* [Task details] Here is a block of entries. Write out its lines exactly, from the first through the one containing "already loaded. Grounded".
** Input for this task follows **
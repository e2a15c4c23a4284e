//! C10: `ActionValidator` (spec §4.9).
//!
//! Pure, deterministic validation of a proposed action batch against the
//! issue's current open gaps. No I/O beyond the gap slice the caller
//! already loaded. Grounded on the action taxonomy in `relay-domain`
//! (spec §9 re-architecture strategy: "deep interface hierarchies" →
//! "one tagged variant per action kind with explicit data schemas,
//! validated by a pure function") — there is no teacher analogue because
//! the teacher validates ad hoc inline in handlers.
//!
//! Rules fail on first (spec §4.9), in the order actions were given.

use std::collections::HashSet;

use relay_domain::action::{Action, ActionBatch};
use relay_domain::error::{Error, Result};
use relay_domain::gap::{resolve_gap_ref, CloseReason, Gap, Severity};

const MAX_COMMENT_CHARS: usize = 65_000;
const MAX_SPEC_CHARS: usize = 200_000;

/// Validates the whole batch, failing on the first violation found while
/// scanning actions in order.
pub fn validate_batch(open_gaps: &[Gap], batch: &ActionBatch) -> Result<()> {
    // `ready_for_spec_generation` considers gap closures occurring
    // anywhere in the batch (spec §4.6 ordering note), so this set is
    // computed once up front rather than threaded through as state.
    let closed_in_batch = gap_refs_closed_in_batch(batch);

    for action in &batch.actions {
        validate_action(open_gaps, &closed_in_batch, action)?;
    }
    Ok(())
}

fn validate_action(
    open_gaps: &[Gap],
    closed_in_batch: &HashSet<String>,
    action: &Action,
) -> Result<()> {
    match action {
        Action::PostComment(p) => validate_post_comment(p),
        Action::UpdateGaps(u) => validate_update_gaps(open_gaps, u),
        Action::UpdateFindings(u) => validate_update_findings(u),
        Action::UpdateLearnings(u) => validate_update_learnings(u),
        Action::ReadyForSpecGeneration(r) => {
            validate_ready_for_spec_generation(open_gaps, closed_in_batch, r)
        }
        Action::UpdateSpec(u) => validate_update_spec(u),
    }
}

fn validate_post_comment(p: &relay_domain::action::PostComment) -> Result<()> {
    let len = p.content.chars().count();
    if len == 0 || len > MAX_COMMENT_CHARS {
        return Err(Error::Validation(format!(
            "post_comment.content length {len} outside [1, {MAX_COMMENT_CHARS}]"
        )));
    }
    Ok(())
}

fn validate_update_gaps(
    open_gaps: &[Gap],
    u: &relay_domain::action::UpdateGaps,
) -> Result<()> {
    for new_gap in &u.add {
        if new_gap.question.trim().is_empty() {
            return Err(Error::Validation("update_gaps.add[*].question must be non-empty".into()));
        }
        // severity/respondent are closed enums — already valid by construction.
    }
    for reference in u.resolve.iter().chain(u.skip.iter()) {
        if resolve_gap_ref(open_gaps, reference).is_none() {
            return Err(Error::Validation(format!(
                "update_gaps: unknown gap reference '{reference}'"
            )));
        }
    }
    for close in &u.close {
        if resolve_gap_ref(open_gaps, &close.gap_id).is_none() {
            return Err(Error::Validation(format!(
                "update_gaps.close: unknown gap reference '{}'",
                close.gap_id
            )));
        }
        let note_required = matches!(close.reason, CloseReason::Answered | CloseReason::Inferred);
        let note_present = close.note.as_ref().map(|n| !n.trim().is_empty()).unwrap_or(false);
        if note_required && !note_present {
            return Err(Error::Validation(format!(
                "update_gaps.close[{}]: reason {:?} requires a non-empty note",
                close.gap_id, close.reason
            )));
        }
    }
    Ok(())
}

fn validate_update_findings(u: &relay_domain::action::UpdateFindings) -> Result<()> {
    for f in &u.add {
        if f.synthesis.trim().is_empty() {
            return Err(Error::Validation("update_findings.add[*].synthesis must be non-empty".into()));
        }
        if f.sources.is_empty() {
            return Err(Error::Validation("update_findings.add[*].sources must have length >= 1".into()));
        }
        for s in &f.sources {
            if s.location.trim().is_empty() {
                return Err(Error::Validation("update_findings.add[*].sources[*].location must be non-empty".into()));
            }
        }
    }
    Ok(())
}

fn validate_update_learnings(u: &relay_domain::action::UpdateLearnings) -> Result<()> {
    for l in &u.propose {
        if l.content.trim().is_empty() {
            return Err(Error::Validation("update_learnings.propose[*].content must be non-empty".into()));
        }
        // `kind` is a closed enum — already valid by construction.
    }
    Ok(())
}

fn validate_ready_for_spec_generation(
    open_gaps: &[Gap],
    closed_in_batch: &HashSet<String>,
    r: &relay_domain::action::ReadyForSpecGeneration,
) -> Result<()> {
    let remaining_blocking = open_gaps
        .iter()
        .filter(|g| g.is_blocking())
        .filter(|g| {
            !closed_in_batch.contains(&g.id.to_string())
                && !closed_in_batch.contains(&g.short_id.to_string())
        })
        .count();
    if remaining_blocking > 0 {
        return Err(Error::Validation(format!(
            "ready_for_spec_generation: {remaining_blocking} open blocking gap(s) remain after this batch"
        )));
    }
    if r.closed_gap_ids.is_empty() && r.relevant_finding_ids.is_empty() {
        return Err(Error::Validation(
            "ready_for_spec_generation: at least one of closed_gap_ids or relevant_finding_ids must be non-empty".into(),
        ));
    }
    Ok(())
}

fn validate_update_spec(u: &relay_domain::action::UpdateSpec) -> Result<()> {
    let len = u.content_markdown.chars().count();
    if len == 0 || len > MAX_SPEC_CHARS {
        return Err(Error::Validation(format!(
            "update_spec.content_markdown length {len} outside [1, {MAX_SPEC_CHARS}]"
        )));
    }
    if u.mode != "overwrite" {
        return Err(Error::Validation(format!(
            "update_spec.mode must be 'overwrite', got '{}'",
            u.mode
        )));
    }
    Ok(())
}

/// All gap references (primary id or short_id, as strings) touched by
/// `resolve`/`skip`/`close` anywhere in the batch.
fn gap_refs_closed_in_batch(batch: &ActionBatch) -> HashSet<String> {
    let mut set = HashSet::new();
    for action in &batch.actions {
        if let Action::UpdateGaps(u) = action {
            set.extend(u.resolve.iter().cloned());
            set.extend(u.skip.iter().cloned());
            set.extend(u.close.iter().map(|c| c.gap_id.clone()));
        }
    }
    set
}

/// Severity ordering helper re-exported for callers that need to reason
/// about "at least blocking" without importing `relay_domain::gap` too.
pub fn is_blocking(severity: Severity) -> bool {
    severity == Severity::Blocking
}

#[cfg(test)]
mod tests {
    use super::*;
    use chrono::Utc;
    use relay_domain::action::{
        GapClose, NewFinding, NewGap, PostComment, ReadyForSpecGeneration, UpdateFindings,
        UpdateGaps, UpdateSpec,
    };
    use relay_domain::finding::FindingSource;
    use relay_domain::gap::{GapStatus, Respondent};

    fn gap(id: i64, short_id: u32, severity: Severity, status: GapStatus) -> Gap {
        Gap {
            id,
            issue_id: 1,
            short_id,
            question: "q".into(),
            severity,
            respondent: Respondent::Reporter,
            status,
            created_at: Utc::now(),
            resolved_at: None,
            resolution_note: None,
            comment_ref: None,
        }
    }

    fn batch(actions: Vec<Action>) -> ActionBatch {
        ActionBatch { actions }
    }

    #[test]
    fn empty_comment_is_rejected() {
        let b = batch(vec![Action::PostComment(PostComment {
            content: String::new(),
            reply_to_discussion_id: None,
        })]);
        assert!(validate_batch(&[], &b).is_err());
    }

    #[test]
    fn unknown_gap_reference_is_rejected() {
        let b = batch(vec![Action::UpdateGaps(UpdateGaps {
            resolve: vec!["999".into()],
            ..Default::default()
        })]);
        assert!(validate_batch(&[], &b).is_err());
    }

    #[test]
    fn close_with_answered_reason_requires_note() {
        let open = vec![gap(1, 1, Severity::Low, GapStatus::Open)];
        let b = batch(vec![Action::UpdateGaps(UpdateGaps {
            close: vec![GapClose {
                gap_id: "1".into(),
                reason: CloseReason::Answered,
                note: None,
            }],
            ..Default::default()
        })]);
        assert!(validate_batch(&open, &b).is_err());
    }

    #[test]
    fn close_by_short_id_with_note_succeeds() {
        let open = vec![gap(1, 1, Severity::Low, GapStatus::Open)];
        let b = batch(vec![Action::UpdateGaps(UpdateGaps {
            close: vec![GapClose {
                gap_id: "1".into(),
                reason: CloseReason::Answered,
                note: Some("answered in thread".into()),
            }],
            ..Default::default()
        })]);
        assert!(validate_batch(&open, &b).is_ok());
    }

    #[test]
    fn ready_for_spec_generation_blocked_by_remaining_open_blocking_gap() {
        let open = vec![gap(1, 1, Severity::Blocking, GapStatus::Open)];
        let b = batch(vec![Action::ReadyForSpecGeneration(ReadyForSpecGeneration {
            context_summary: "s".into(),
            closed_gap_ids: vec![],
            relevant_finding_ids: vec![101],
            learnings_applied: vec![],
            proceed_signal: "go ahead".into(),
        })]);
        assert!(validate_batch(&open, &b).is_err());
    }

    #[test]
    fn ready_for_spec_generation_accepts_closure_counted_across_the_batch() {
        let open = vec![gap(1, 1, Severity::Blocking, GapStatus::Open)];
        let b = batch(vec![
            Action::UpdateGaps(UpdateGaps {
                resolve: vec!["1".into()],
                ..Default::default()
            }),
            Action::ReadyForSpecGeneration(ReadyForSpecGeneration {
                context_summary: "s".into(),
                closed_gap_ids: vec![1],
                relevant_finding_ids: vec![],
                learnings_applied: vec![],
                proceed_signal: "go ahead".into(),
            }),
        ]);
        assert!(validate_batch(&open, &b).is_ok());
    }

    #[test]
    fn ready_for_spec_generation_requires_closed_gaps_or_findings() {
        let b = batch(vec![Action::ReadyForSpecGeneration(ReadyForSpecGeneration {
            context_summary: "s".into(),
            closed_gap_ids: vec![],
            relevant_finding_ids: vec![],
            learnings_applied: vec![],
            proceed_signal: "go".into(),
        })]);
        assert!(validate_batch(&[], &b).is_err());
    }

    #[test]
    fn update_findings_requires_at_least_one_source() {
        let b = batch(vec![Action::UpdateFindings(UpdateFindings {
            add: vec![NewFinding {
                synthesis: "x does y".into(),
                sources: vec![],
                is_core: true,
            }],
            drop_all: false,
        })]);
        assert!(validate_batch(&[], &b).is_err());
    }

    #[test]
    fn update_findings_with_source_passes() {
        let b = batch(vec![Action::UpdateFindings(UpdateFindings {
            add: vec![NewFinding {
                synthesis: "x does y".into(),
                sources: vec![FindingSource {
                    location: "src/lib.rs:42".into(),
                    excerpt: None,
                }],
                is_core: true,
            }],
            drop_all: false,
        })]);
        assert!(validate_batch(&[], &b).is_ok());
    }

    #[test]
    fn update_spec_requires_overwrite_mode() {
        let b = batch(vec![Action::UpdateSpec(UpdateSpec {
            content_markdown: "# spec".into(),
            reason: "initial draft".into(),
            mode: "patch".into(),
        })]);
        assert!(validate_batch(&[], &b).is_err());
    }

    #[test]
    fn new_gap_with_empty_question_is_rejected() {
        let b = batch(vec![Action::UpdateGaps(UpdateGaps {
            add: vec![NewGap {
                question: "   ".into(),
                severity: Severity::High,
                respondent: Respondent::Assignee,
            }],
            ..Default::default()
        })]);
        assert!(validate_batch(&[], &b).is_err());
    }
}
** End of Input for this task **
* [Output below]
repository e2a15c4c23a4284e
//! C10: `ActionValidator` (spec §4.9).
//!
//! Pure, deterministic validation of a proposed action batch against the
//! issue's current open gaps. No I/O beyond the gap slice the caller
//! already loaded. Grounded on the action taxonomy in `relay-domain`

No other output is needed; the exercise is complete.